Modulation of long-term and short-term plasticity in the dentate gyrus granule cells by activating the β-adrenergic receptors of the basolateral amygdala.

The beta-adrenergic receptors of the basolateral amygdala (BLA) are involved in modulating emotional memory formation in the hippocampus. The molecular mechanisms of this involvement are still unclear. In this study, we investigate the effects of the beta-adrenergic receptors of the BLA involvements during the major cellular mechanisms that underlie memory formation in hippocampal sub-regions. Wistar rats were injected with the selective beta receptor agonist, clenbuterol (15 ng/0.5 μl) bilaterally into the BLA. Then, the long-term potentiation (LTP) and the paired-pulse responses were recorded. Control rats were injected by saline at the same volume.

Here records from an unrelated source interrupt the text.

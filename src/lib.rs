//! Census registry identity verification client.
//!
//! Verifies a citizen's document number against the official census web
//! service: the document number is validated locally, embedded in a signed
//! SOAP envelope, POSTed to the configured registry endpoint, and the
//! response's return code is turned into a verdict. Each verification is a
//! single synchronous request with no retries and no state kept between
//! calls.

pub mod config;
pub mod error;
pub mod verification;

pub use config::{CensusConfig, load_config};
pub use error::{FieldError, VerifyError};
pub use verification::{CensusVerificationClient, VerificationRequest, VerificationResult};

Our data indicated that the injection of clenbuterol into the BLA area enhanced the amplitude of the population spike (PS) but not the slope of the excitatory postsynaptic potential (EPSP). In addition, short-term plasticity in the dentate gyrus (DG) region was significantly changed at 500 ms inter-pulse interval. These results suggest that the activation of the beta-adrenergic receptors of the BLA can improve LTP induction, which depends on the short-term plasticity with a mechanism related to the GABAergic transmission. Thus, it can be concluded that the adrenergic system of the BLA engages with long-term and short-term plasticity.